[Records excerpted from a collection]
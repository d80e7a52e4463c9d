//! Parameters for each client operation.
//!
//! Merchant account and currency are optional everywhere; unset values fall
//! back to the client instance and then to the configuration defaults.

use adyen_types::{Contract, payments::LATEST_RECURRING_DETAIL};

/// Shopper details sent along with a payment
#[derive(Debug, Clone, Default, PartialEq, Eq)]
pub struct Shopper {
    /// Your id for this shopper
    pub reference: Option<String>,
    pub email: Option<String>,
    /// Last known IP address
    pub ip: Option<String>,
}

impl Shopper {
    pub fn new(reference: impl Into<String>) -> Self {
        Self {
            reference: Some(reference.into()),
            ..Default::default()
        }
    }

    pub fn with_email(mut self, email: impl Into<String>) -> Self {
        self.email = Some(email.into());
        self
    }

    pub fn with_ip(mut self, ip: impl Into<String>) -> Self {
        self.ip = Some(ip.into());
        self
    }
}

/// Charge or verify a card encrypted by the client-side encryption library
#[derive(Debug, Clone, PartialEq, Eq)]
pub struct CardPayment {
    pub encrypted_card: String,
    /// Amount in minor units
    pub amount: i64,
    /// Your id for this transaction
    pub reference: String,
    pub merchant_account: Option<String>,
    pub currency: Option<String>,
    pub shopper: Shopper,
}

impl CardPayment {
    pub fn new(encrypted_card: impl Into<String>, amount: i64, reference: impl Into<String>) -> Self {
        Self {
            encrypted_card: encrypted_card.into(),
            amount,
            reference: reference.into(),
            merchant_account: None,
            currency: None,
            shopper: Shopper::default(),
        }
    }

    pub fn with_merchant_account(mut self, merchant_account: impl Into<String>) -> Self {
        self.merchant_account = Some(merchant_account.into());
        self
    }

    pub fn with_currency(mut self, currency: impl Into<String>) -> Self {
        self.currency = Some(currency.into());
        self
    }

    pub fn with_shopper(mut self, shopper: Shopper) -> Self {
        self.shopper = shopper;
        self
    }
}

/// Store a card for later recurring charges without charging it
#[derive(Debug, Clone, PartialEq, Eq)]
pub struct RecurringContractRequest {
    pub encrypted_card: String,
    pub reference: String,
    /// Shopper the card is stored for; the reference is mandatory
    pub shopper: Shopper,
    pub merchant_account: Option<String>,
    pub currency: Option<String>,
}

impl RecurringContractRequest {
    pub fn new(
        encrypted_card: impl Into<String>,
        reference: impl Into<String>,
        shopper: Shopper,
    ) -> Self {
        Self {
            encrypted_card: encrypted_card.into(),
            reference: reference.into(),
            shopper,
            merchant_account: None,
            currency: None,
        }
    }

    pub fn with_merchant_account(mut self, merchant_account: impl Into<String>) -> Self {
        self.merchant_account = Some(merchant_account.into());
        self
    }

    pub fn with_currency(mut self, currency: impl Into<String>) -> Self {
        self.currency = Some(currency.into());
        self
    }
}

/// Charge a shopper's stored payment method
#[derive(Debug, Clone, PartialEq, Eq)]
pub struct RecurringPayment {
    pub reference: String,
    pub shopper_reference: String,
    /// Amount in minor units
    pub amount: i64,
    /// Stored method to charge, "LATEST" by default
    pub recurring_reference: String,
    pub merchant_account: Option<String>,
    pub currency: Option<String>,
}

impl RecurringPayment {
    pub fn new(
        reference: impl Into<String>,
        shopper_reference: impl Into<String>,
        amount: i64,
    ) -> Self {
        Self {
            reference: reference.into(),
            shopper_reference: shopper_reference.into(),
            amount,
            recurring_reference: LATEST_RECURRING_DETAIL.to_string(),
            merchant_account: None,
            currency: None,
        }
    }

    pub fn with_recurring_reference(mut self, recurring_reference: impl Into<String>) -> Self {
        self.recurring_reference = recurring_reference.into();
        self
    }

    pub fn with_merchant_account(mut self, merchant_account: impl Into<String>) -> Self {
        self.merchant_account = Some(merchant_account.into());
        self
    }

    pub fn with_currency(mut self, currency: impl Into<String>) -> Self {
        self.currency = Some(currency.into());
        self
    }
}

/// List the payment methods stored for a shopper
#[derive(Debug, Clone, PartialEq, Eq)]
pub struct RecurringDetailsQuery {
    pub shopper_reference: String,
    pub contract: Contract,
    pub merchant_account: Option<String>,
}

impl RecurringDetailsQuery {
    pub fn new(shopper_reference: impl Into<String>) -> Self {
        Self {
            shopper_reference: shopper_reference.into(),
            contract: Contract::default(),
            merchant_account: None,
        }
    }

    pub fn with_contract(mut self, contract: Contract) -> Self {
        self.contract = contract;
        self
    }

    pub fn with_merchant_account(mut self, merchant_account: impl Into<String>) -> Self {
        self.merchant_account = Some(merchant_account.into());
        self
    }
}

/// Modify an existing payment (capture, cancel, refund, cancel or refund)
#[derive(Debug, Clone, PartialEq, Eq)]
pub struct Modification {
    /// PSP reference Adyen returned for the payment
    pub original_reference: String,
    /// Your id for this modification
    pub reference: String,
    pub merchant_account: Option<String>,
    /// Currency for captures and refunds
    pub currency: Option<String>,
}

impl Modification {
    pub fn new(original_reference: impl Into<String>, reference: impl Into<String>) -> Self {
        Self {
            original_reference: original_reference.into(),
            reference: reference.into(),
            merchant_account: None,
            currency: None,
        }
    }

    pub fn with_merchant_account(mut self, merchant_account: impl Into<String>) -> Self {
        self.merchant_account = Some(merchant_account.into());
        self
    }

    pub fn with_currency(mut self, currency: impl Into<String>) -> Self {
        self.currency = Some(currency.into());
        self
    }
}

# Task goal
Working down from the line that contains "pub fn new(original_reference: impl", retype each line exactly through the last line of the data, and give nothing else.

# Output
    pub fn new(original_reference: impl Into<String>, reference: impl Into<String>) -> Self {
        Self {
            original_reference: original_reference.into(),
            reference: reference.into(),
            merchant_account: None,
            currency: None,
        }
    }

    pub fn with_merchant_account(mut self, merchant_account: impl Into<String>) -> Self {
        self.merchant_account = Some(merchant_account.into());
        self
    }

    pub fn with_currency(mut self, currency: impl Into<String>) -> Self {
        self.currency = Some(currency.into());
        self
    }
}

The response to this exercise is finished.